Loaded for Bear: Inflation spurs unexpected innovation in the lab
Sky-high prices for natural products have sparked a stampede for lab-grown alternatives, or substitution in some cases. Inflation is a wealth-sapping scourge, but it is also spurring innovation in the lab.

What do diamonds, cocoa and coffee have in common? 

Well, these commodities can all be grown in a lab, and one of the driving forces behind this trend has been inflation, which has ravaged the global economy in recent years.

Inflation refers to price growth, but it is also leading to the rapid growth of diamonds, cocoa and coffee in labs. 

To wit, De Beers has reportedly amassed a stockpile of $2-billion worth of diamonds — its largest since the global financial crisis of 2008 — as rough diamond sales have tanked. De Beers has basically mined and produced way more diamonds than it can sell

There are a number of factors behind this state of affairs, including the still fragile economic recovery in China — a key and once flourishing market.

Natural diamond producers are also confronting the existential crisis posed by gems grown in the lab. And the bottom line is that the lab versions are much cheaper than the natural product.

A recent report by analysts at McKinsey titled The Diamond Industry is at an Inflection Point states:   

“... the massive success of lab-grown diamonds (LGDs) has reduced prices for natural stones well beyond what the mining industry had expected, driven largely by consumers who want more affordable options. LGDs could take over the majority of the market outside niche luxury segments, similar to collecting classic cars or luxury vintage items.” 


The initial applications of LGDs were industrial: they were used as drill heads and for cutting and polishing rough diamonds. But they are now competing directly with their counterparts, and their 80% discount makes them a steal.

Cocoa prices almost tripled in 2024


The current generation of younger consumers has never really experienced inflation, a genie that had been bottled up for decades. Its uncorking has unleashed demand for cheaper alternatives across the board, including for cocoa. 

In 2024, cocoa was the best-performing commodity by a long shot, with its price almost tripling over the course of the year in the wake of crop failures in Ivory Coast and Ghana, which between them account for 60% of global production. 

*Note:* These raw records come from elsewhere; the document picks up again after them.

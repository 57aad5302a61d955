//! HTTP client for the Organizze REST API.
//!
//! Auth is HTTP basic (email + API token) and the API requires a
//! `User-Agent` identifying the calling app, `<name> (<email>)`.

use anyhow::{Context, Result, bail};
use reqwest::Method;
use reqwest::header::{CONTENT_TYPE, USER_AGENT};
use serde::Serialize;
use serde_json::Value;

pub const DEFAULT_BASE_URL: &str = "https://api.organizze.com.br/rest/v2";

/// API credential triple. Built by the caller from its configuration;
/// never read from ambient environment here.
#[derive(Debug, Clone)]
pub struct Credentials {
    pub email: String,
    pub token: String,
    /// App name sent in the User-Agent, per the API's terms.
    pub name: String,
}

pub struct Client {
    http: reqwest::Client,
    base_url: String,
    creds: Credentials,
}

/// Filters for `GET /transactions`. All optional; the API defaults to
/// the current month when no date range is given.
#[derive(Debug, Clone, Default)]
pub struct TransactionQuery {
    pub start_date: Option<String>,
    pub end_date: Option<String>,
    pub account_id: Option<i64>,
    pub category_id: Option<i64>,
    pub credit_card_id: Option<i64>,
}

/// Bank account fields for create/update. On create, `name` and
/// `account_type` are required by the API; on update, unset fields are
/// left alone.
#[derive(Debug, Clone, Default, Serialize)]
pub struct AccountParams {
    #[serde(skip_serializing_if = "Option::is_none")]
    pub name: Option<String>,
    /// `checking`, `savings` or `other`.
    #[serde(rename = "type", skip_serializing_if = "Option::is_none")]
    pub account_type: Option<String>,
    #[serde(skip_serializing_if = "Option::is_none")]
    pub description: Option<String>,
    #[serde(skip_serializing_if = "Option::is_none")]
    pub default: Option<bool>,
    #[serde(skip_serializing_if = "Option::is_none")]
    pub archived: Option<bool>,
}

/// Credit card fields for create/update.
#[derive(Debug, Clone, Default, Serialize)]
pub struct CreditCardParams {
    #[serde(skip_serializing_if = "Option::is_none")]
    pub name: Option<String>,
    /// visa, mastercard, ...
    #[serde(skip_serializing_if = "Option::is_none")]
    pub card_network: Option<String>,
    #[serde(skip_serializing_if = "Option::is_none")]
    pub due_day: Option<u32>,
    #[serde(skip_serializing_if = "Option::is_none")]
    pub closing_day: Option<u32>,
    #[serde(skip_serializing_if = "Option::is_none")]
    pub limit_cents: Option<i64>,
    #[serde(skip_serializing_if = "Option::is_none")]
    pub description: Option<String>,
    /// On update: re-open invoices since this date (`YYYY-MM-DD`).
    #[serde(skip_serializing_if = "Option::is_none")]
    pub update_invoices_since: Option<String>,
}

impl TransactionQuery {
    fn to_pairs(&self) -> Vec<(&'static str, String)> {
        let mut pairs = Vec::new();
        if let Some(v) = &self.start_date {
            pairs.push(("start_date", v.clone()));
        }
        if let Some(v) = &self.end_date {
            pairs.push(("end_date", v.clone()));
        }
        if let Some(v) = self.account_id {
            pairs.push(("account_id", v.to_string()));
        }
        if let Some(v) = self.category_id {
            pairs.push(("category_id", v.to_string()));
        }
        if let Some(v) = self.credit_card_id {
            pairs.push(("credit_card_id", v.to_string()));
        }
        pairs
    }
}

impl Client {
    pub fn new(creds: Credentials) -> Self {
        Self::with_base_url(creds, DEFAULT_BASE_URL)
    }

    pub fn with_base_url(creds: Credentials, base_url: impl Into<String>) -> Self {
        Self {
            http: reqwest::Client::new(),
            base_url: base_url.into(),
            creds,
        }
    }

    pub(crate) fn request(&self, method: Method, path: &str) -> reqwest::RequestBuilder {
        self.http
            .request(method, format!("{}{}", self.base_url, path))
            .basic_auth(&self.creds.email, Some(&self.creds.token))
            .header(
                USER_AGENT,
                format!("{} ({})", self.creds.name, self.creds.email),
            )
            .header(CONTENT_TYPE, "application/json")
    }

    pub(crate) async fn execute(
        &self,
        req: reqwest::RequestBuilder,
        what: &str,
    ) -> Result<Value> {
        let resp = req
            .send()
            .await
            .with_context(|| format!("{what} request"))?;

        let status = resp.status();
        let body = resp
            .text()
            .await
            .with_context(|| format!("read {what} response"))?;
        if !status.is_success() {
            bail!("organizze {what}: {status} {body}");
        }
        if body.trim().is_empty() {
            // DELETE and invoice payment can come back with no body
            return Ok(Value::Null);
        }
        serde_json::from_str(&body).with_context(|| format!("parse {what} response"))
    }

    async fn get(&self, path: &str, what: &str) -> Result<Value> {
        self.execute(self.request(Method::GET, path), what).await
    }

    // --- users ---

    pub async fn list_users(&self) -> Result<Value> {
        self.get("/users", "list users").await
    }

    pub async fn get_user(&self, id: i64) -> Result<Value> {
        self.get(&format!("/users/{id}"), "get user").await
    }

    // --- accounts ---

    pub async fn list_accounts(&self) -> Result<Value> {
        self.get("/accounts", "list accounts").await
    }

    pub async fn get_account(&self, id: i64) -> Result<Value> {
        self.get(&format!("/accounts/{id}"), "get account").await
    }

    pub async fn create_account(&self, params: &AccountParams) -> Result<Value> {
        let req = self.request(Method::POST, "/accounts").json(params);
        self.execute(req, "create account").await
    }

    pub async fn update_account(&self, id: i64, params: &AccountParams) -> Result<Value> {
        let req = self
            .request(Method::PUT, &format!("/accounts/{id}"))
            .json(params);
        self.execute(req, "update account").await
    }

    pub async fn delete_account(&self, id: i64) -> Result<Value> {
        self.execute(
            self.request(Method::DELETE, &format!("/accounts/{id}")),
            "delete account",
        )
        .await
    }

    // --- categories ---

    pub async fn list_categories(&self) -> Result<Value> {
        self.get("/categories", "list categories").await
    }

    pub async fn get_category(&self, id: i64) -> Result<Value> {
        self.get(&format!("/categories/{id}"), "get category").await
    }

    pub async fn create_category(&self, name: &str, parent_id: Option<i64>) -> Result<Value> {
        #[derive(Serialize)]
        struct Body<'a> {
            name: &'a str,
            #[serde(skip_serializing_if = "Option::is_none")]
            parent_id: Option<i64>,
        }
        let req = self
            .request(Method::POST, "/categories")
            .json(&Body { name, parent_id });
        self.execute(req, "create category").await
    }

    pub async fn update_category(&self, id: i64, name: &str) -> Result<Value> {
        #[derive(Serialize)]
        struct Body<'a> {
            name: &'a str,
        }
        let req = self
            .request(Method::PUT, &format!("/categories/{id}"))
            .json(&Body { name });
        self.execute(req, "update category").await
    }

    /// Delete a category, reassigning its transactions to
    /// `replacement_id` when given.
    pub async fn delete_category(&self, id: i64, replacement_id: Option<i64>) -> Result<Value> {
        let mut req = self.request(Method::DELETE, &format!("/categories/{id}"));
        if let Some(replacement) = replacement_id {
            #[derive(Serialize)]
            struct Body {
                replacement_id: i64,
            }
            req = req.json(&Body {
                replacement_id: replacement,
            });
        }
        self.execute(req, "delete category").await
    }

    // --- credit cards ---

    pub async fn list_credit_cards(&self) -> Result<Value> {
        self.get("/credit_cards", "list credit cards").await
    }

    pub async fn get_credit_card(&self, id: i64) -> Result<Value> {
        self.get(&format!("/credit_cards/{id}"), "get credit card")
            .await
    }

    pub async fn create_credit_card(&self, params: &CreditCardParams) -> Result<Value> {
        let req = self.request(Method::POST, "/credit_cards").json(params);
        self.execute(req, "create credit card").await
    }

    pub async fn update_credit_card(&self, id: i64, params: &CreditCardParams) -> Result<Value> {
        let req = self
            .request(Method::PUT, &format!("/credit_cards/{id}"))
            .json(params);
        self.execute(req, "update credit card").await
    }

    pub async fn delete_credit_card(&self, id: i64) -> Result<Value> {
        self.execute(
            self.request(Method::DELETE, &format!("/credit_cards/{id}")),
            "delete credit card",
        )
        .await
    }

    pub async fn list_invoices(&self, credit_card_id: i64) -> Result<Value> {
        self.get(
            &format!("/credit_cards/{credit_card_id}/invoices"),
            "list invoices",
        )
        .await
    }

    pub async fn get_invoice(&self, credit_card_id: i64, id: i64) -> Result<Value> {
        self.get(
            &format!("/credit_cards/{credit_card_id}/invoices/{id}"),
            "get invoice",
        )
        .await
    }

    pub async fn pay_invoice(
        &self,
        credit_card_id: i64,
        id: i64,
        amount_cents: Option<i64>,
        date: Option<&str>,
        account_id: Option<i64>,
    ) -> Result<Value> {
        #[derive(Serialize)]
        struct Body<'a> {
            #[serde(skip_serializing_if = "Option::is_none")]
            amount_cents: Option<i64>,
            #[serde(skip_serializing_if = "Option::is_none")]
            date: Option<&'a str>,
            #[serde(skip_serializing_if = "Option::is_none")]
            account_id: Option<i64>,
        }
        let req = self
            .request(
                Method::POST,
                &format!("/credit_cards/{credit_card_id}/invoices/{id}/payments"),
            )
            .json(&Body {
                amount_cents,
                date,
                account_id,
            });
        self.execute(req, "pay invoice").await
    }

    // --- budgets ---

    /// List budget targets; `/budgets`, `/budgets/{year}` or
    /// `/budgets/{year}/{month}` depending on what is given.
    pub async fn list_budgets(&self, year: Option<i32>, month: Option<u32>) -> Result<Value> {
        let path = match (year, month) {
            (Some(y), Some(m)) => format!("/budgets/{y}/{m}"),
            (Some(y), None) => format!("/budgets/{y}"),
            _ => "/budgets".to_string(),
        };
        self.get(&path, "list budgets").await
    }

    // --- transactions ---

    pub async fn list_transactions(&self, query: &TransactionQuery) -> Result<Value> {
        let req = self
            .request(Method::GET, "/transactions")
            .query(&query.to_pairs());
        self.execute(req, "list transactions").await
    }

    pub async fn get_transaction(&self, id: i64) -> Result<Value> {
        self.get(&format!("/transactions/{id}"), "get transaction")
            .await
    }

    /// Create one transaction. The payload is any serializable value in
    /// the API's transaction shape; `organizze-core`'s
    /// `NormalizedTransaction` serializes to exactly that.
    pub async fn create_transaction<T: Serialize>(&self, payload: &T) -> Result<Value> {
        let req = self.request(Method::POST, "/transactions").json(payload);
        self.execute(req, "create transaction").await
    }

    pub async fn update_transaction<T: Serialize>(&self, id: i64, payload: &T) -> Result<Value> {
        let req = self
            .request(Method::PUT, &format!("/transactions/{id}"))
            .json(payload);
        self.execute(req, "update transaction").await
    }

    pub async fn delete_transaction(&self, id: i64) -> Result<Value> {
        self.execute(
            self.request(Method::DELETE, &format!("/transactions/{id}")),
            "delete transaction",
        )
        .await
    }
}

#[cfg(test)]
mod tests {
    use super::*;

    #[test]
    fn test_query_pairs_only_include_set_filters() {
        let q = TransactionQuery {
            start_date: Some("2026-03-01".to_string()),
            credit_card_id: Some(402750),
            ..Default::default()
        };
        assert_eq!(
            q.to_pairs(),
            vec![
                ("start_date", "2026-03-01".to_string()),
                ("credit_card_id", "402750".to_string()),
            ]
        );
        assert!(TransactionQuery::default().to_pairs().is_empty());
    }

    #[test]
    fn test_account_params_rename_type_and_omit_unset() {
        let params = AccountParams {
            name: Some("Conta Corrente".to_string()),
            account_type: Some("checking".to_string()),
            ..Default::default()
        };
        assert_eq!(
            serde_json::to_value(&params).unwrap(),
            serde_json::json!({ "name": "Conta Corrente", "type": "checking" })
        );
    }

    #[test]
    fn test_credit_card_params_omit_unset() {
        let params = CreditCardParams {
            name: Some("Nubank".to_string()),
            due_day: Some(15),
            closing_day: Some(8),
            limit_cents: Some(500_000),
            ..Default::default()
        };
        assert_eq!(
            serde_json::to_value(&params).unwrap(),
            serde_json::json!({
                "name": "Nubank",
                "due_day": 15,
                "closing_day": 8,
                "limit_cents": 500000
            })
        );
    }
}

Those failures were caused by a one-two weather punch: a deluge in late 2023 triggered by an outbreak of black pod disease, which was followed quickly by a scorching drought linked to El Niño. 

Read more: Chocolate bite — El Niño-linked West Africa weather drives cocoa prices to record highs 

At about $11,100 per ton, cocoa remains near its record peaks and is over four times what it was two years ago. And unlike diamonds, there is no swelling stash of the beans: according to the International Cocoa Organisation’s latest monthly report, stock levels at the London exchange fell 20% in November, while in the US there was an 11% fall over the same time frame.

Hedging helped to contain the full impact of this on retail prices for chocolate, but prices are expected to surge 30% globally in 2025 because of the deficits which could worsen as hotter-than-normal weather has raised concerns about this year’s crop

Manufacturers simply cannot absorb these costs and consumers are bearing the brunt. 

Lab-grown cocoa alternatives


One upshot is that chocolate makers are turning to lab-grown cocoa alternatives. 

Mondelēz International — the maker of Oreo and Cadbury bars — is among the funders who last month put $4.5-million into start-up Celleste Bio. Making use of cell culture technology, it claims it can grow natural cocoa from just one or two beans. 

“Our three-pronged model combines BioTech, AgTech and AI to produce 100% natural cocoa ingredients at scale, anywhere in the world. Without cutting down a single tree,” Celleste Bio says on its website. 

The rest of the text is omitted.